The festivities started off with a screening of Rapsodia Satanica (Satanic Rhapsody 1915-1917), a seminal Italian melodrama by filmmaker Nino Oxilia. The film follows an aging aristocrat, who strikes a fatal deal with the devil in exchange for eternal youth. Having entered the theatre, the audience happened upon MilesExperience, popular Filipino indie-rock outfit, tinkering with their instruments. It is utter magic that would soon follow.

Honestly, we have never experienced anything like it. MilesExperience was magnificent; every expression, every player’s gesture was punctuated by the booming of guitar, piano, and drums. It is by far the festival’s strongest feature.

For the casual moviegoer, the wordlessness may be a challenge, pero where would the fun be kung pare-pareho pinapanuod natin? Expand your horizons naman.
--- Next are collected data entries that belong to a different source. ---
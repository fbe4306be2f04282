use std::sync::Arc;

use amumal_client::{detail, ForumClient, PasswordUpdateRequest, SubmitOutcome};
use amumal_core::{
    FieldError, FieldStatus, FormGate, PasswordStrength, Required, SessionRecord, ValidationField,
};

use crate::pages::{Route, SubmitResult};
use crate::session::{require_session, SessionStore};

const WRONG_CURRENT_PASSWORD: &str = "Current password is incorrect.";

pub struct PasswordEditPage {
    client: ForumClient,
    session: SessionRecord,
    pub current: Arc<ValidationField>,
    pub new_password: Arc<ValidationField>,
    pub confirm: Arc<ValidationField>,
    gate: FormGate,
}

impl PasswordEditPage {
    pub fn mount(client: ForumClient, store: Arc<dyn SessionStore>) -> Result<Self, Route> {
        let session = require_session(store.as_ref())?;

        let current = Arc::new(ValidationField::new("current_password", Required));
        let new_password = Arc::new(ValidationField::new("new_password", PasswordStrength));
        let confirm = ValidationField::confirming("password_confirm", &new_password);
        let gate = FormGate::new([current.clone(), new_password.clone(), confirm.clone()]);

        Ok(Self {
            client,
            session,
            current,
            new_password,
            confirm,
            gate,
        })
    }

    pub fn gate(&self) -> &FormGate {
        &self.gate
    }

    /// Commit the new password and re-evaluate its confirmation.
    pub async fn commit_new_password(&self) -> FieldStatus {
        let status = self.new_password.commit().await;
        self.confirm.commit().await;
        status
    }

    pub async fn submit(&self) -> SubmitResult {
        if !self.gate.can_submit() {
            return SubmitResult::Blocked;
        }

        let request = PasswordUpdateRequest {
            current_password: self.current.value(),
            new_password: self.new_password.value(),
        };

        match self
            .client
            .update_password(self.session.user_id, &request)
            .await
        {
            Ok(SubmitOutcome::Succeeded(())) => {
                tracing::info!(user_id = self.session.user_id, "password changed");
                SubmitResult::Done {
                    next: Route::Posts,
                    notice: Some("Password changed."),
                }
            }
            Ok(outcome) if outcome.failed_with(400, detail::INVALID_PASSWORD) => {
                self.current
                    .reject(FieldError::Rejected(WRONG_CURRENT_PASSWORD.to_string()));
                SubmitResult::Failed(WRONG_CURRENT_PASSWORD)
            }
            Ok(SubmitOutcome::Failed { status, detail }) => {
                tracing::debug!(status, ?detail, "password update rejected");
                SubmitResult::Failed("Failed to change the password.")
            }
            Err(e) => {
                tracing::warn!(error = %e, "password update request failed");
                SubmitResult::Failed("An error occurred while changing the password.")
            }
        }
    }
}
The viewing public will also get to view an interactive installation outside the theater; an enclosed space lined with mirrors, and television screens that show sequences from the featured silent films. And it’s IG-worthy, kids!

Nevertheless, Rapsodia, as well as the other films in the festival, will prove a treat for both raging cinephiles as well as casual  moviegoers, here in Manila. These films are a drastic departure from what we’re used to, which is sometimes a good thing, mga ka-Joshlia. If you would only open your heart to it, you might revel in the experience.

The below films, all to be scored by Filipino musicians, will be screened until September 2 at SM Megamall, Cinema 2:

The Film Development Council of the Philippines will show The Lost Film Triology. The Embassy of France will present the drama La Passion de Jeanne D’Arc (1928), directed by Carl Theodor Dreyer. The Goethe Institut will screen The Cabinet of Dr. Caligari (1920), dubbed as “the first true horror film.” The Japan Foundation, Manila will screen A Straightforward Boy (1929) by Yasujiro Ozu. The U.S. Embassy, meanwhile, will screen the groundbreaking film Our Hospitality (1923). Instituto Cervantes will present the musical comedy Frivolinas (1926). Culminating the festival at 7:30 pm will be the Embassy of Austria’s Die Kleine Veronika (1929), directed by Robert Land.